Eventually news about the free assistance the clinic was offering started spreading more quickly, as Swain found out on her third visit to a Little Haiti restaurant, where a woman eagerly approached her asking about the date of their next intake session.
The woman’s zeal, though, belies the reality that the number of Haitians applying for TPS has fallen well short of projections.

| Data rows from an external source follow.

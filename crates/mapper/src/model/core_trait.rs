//! Core Model Trait - typed structs backed by a `ModelDefinition`
//!
//! The mapper works on `ModelInstance`s; this trait lets a plain serde struct
//! describe its own definition and convert in and out of instances.

use std::fmt::Debug;
use std::sync::Arc;

use serde::de::DeserializeOwned;
use serde::Serialize;
use serde_json::Value as JsonValue;

use super::definition::ModelDefinition;
use super::instance::ModelInstance;
use crate::backends::DatabaseValue;
use crate::error::{ModelError, ModelResult};

/// Core trait for typed models
pub trait Model: Send + Sync + Debug + Serialize + DeserializeOwned {
    /// Definition describing this model's table and attributes
    fn definition() -> ModelDefinition;

    /// Model name used for registration and relation declarations
    fn model_name() -> String {
        Self::definition().name().to_string()
    }

    /// Convert to an unsaved instance; `null` fields are left unset
    fn to_instance(&self, definition: Arc<ModelDefinition>) -> ModelResult<ModelInstance> {
        let json = serde_json::to_value(self)?;
        let JsonValue::Object(fields) = json else {
            return Err(ModelError::Serialization(format!(
                "{} must serialize to an object",
                definition.name()
            )));
        };

        let attrs: Vec<(String, DatabaseValue)> = fields
            .into_iter()
            .filter(|(name, value)| !value.is_null() && definition.has_attribute(name))
            .map(|(name, value)| (name, DatabaseValue::from_json(value)))
            .collect();

        Ok(ModelInstance::new(definition, attrs))
    }

    /// Convert from an instance (relations included)
    fn from_instance(instance: &ModelInstance) -> ModelResult<Self> {
        instance.to_model()
    }
}

#[cfg(test)]
mod tests {
    use super::*;
    use crate::model::AttributeType;
    use serde::Deserialize;

    #[derive(Debug, Serialize, Deserialize, PartialEq)]
    struct Post {
        id: Option<i64>,
        title: String,
    }

    impl Model for Post {
        fn definition() -> ModelDefinition {
            ModelDefinition::new("Post")
                .table("posts")
                .attr("id", AttributeType::Number)
                .attr("title", AttributeType::String)
        }
    }

    #[test]
    fn test_round_trip_through_instance() {
        let definition = Arc::new(Post::definition());
        let post = Post { id: None, title: "hello".to_string() };

        let instance = post.to_instance(Arc::clone(&definition)).unwrap();
        assert!(instance.is_new());
        assert_eq!(instance.get("title"), Some(&DatabaseValue::from("hello")));

        let mut saved = instance.clone();
        saved.set_primary_key(4i64);
        let back = Post::from_instance(&saved).unwrap();
        assert_eq!(back, Post { id: Some(4), title: "hello".to_string() });
        assert_eq!(Post::model_name(), "Post");
    }

    #[derive(Debug, Serialize, Deserialize)]
    struct Draft {
        id: Option<i64>,
        title: String,
        scratch: bool,
    }

    impl Model for Draft {
        fn definition() -> ModelDefinition {
            Post::definition()
        }
    }

    #[test]
    fn test_to_instance_skips_nulls_and_undeclared_fields() {
        let definition = Arc::new(Draft::definition());
        let draft = Draft { id: None, title: "wip".to_string(), scratch: true };

        let instance = draft.to_instance(Arc::clone(&definition)).unwrap();
        assert_eq!(instance.get("id"), None);
        assert_eq!(instance.get("scratch"), None);
        assert_eq!(instance.get("title"), Some(&DatabaseValue::from("wip")));
        assert!(Arc::ptr_eq(instance.definition(), &definition));
    }
}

As of mid-March, of the estimated 100,000 to 200,000 undocumented Haitians living in the U.S. before the earthquake, only about 35,000 had applied for TPS, according to the Department of Homeland Security.
Newman blames the low numbers on a combination of factors, including the application fee, a lack of awareness, and fear of providing information the government doesn’t already have.
For its part, the Health and Elder Law Clinic has done all it can to get as many Haitians to apply before the July deadline to file. According to Swain, the clinic accounts for 10 percent of the 300 TPS applications nationwide that are approved for fee waivers.
As Utti completed her follow-up visit to the old woman’s home in Little Haiti, which concluded with a hug from the woman, she felt a sense of satisfaction but knew there was more work to do.
“This is something I felt compelled to do,” she said. “I’m sure that if I were in the same situation, someone would be doing the same for me.”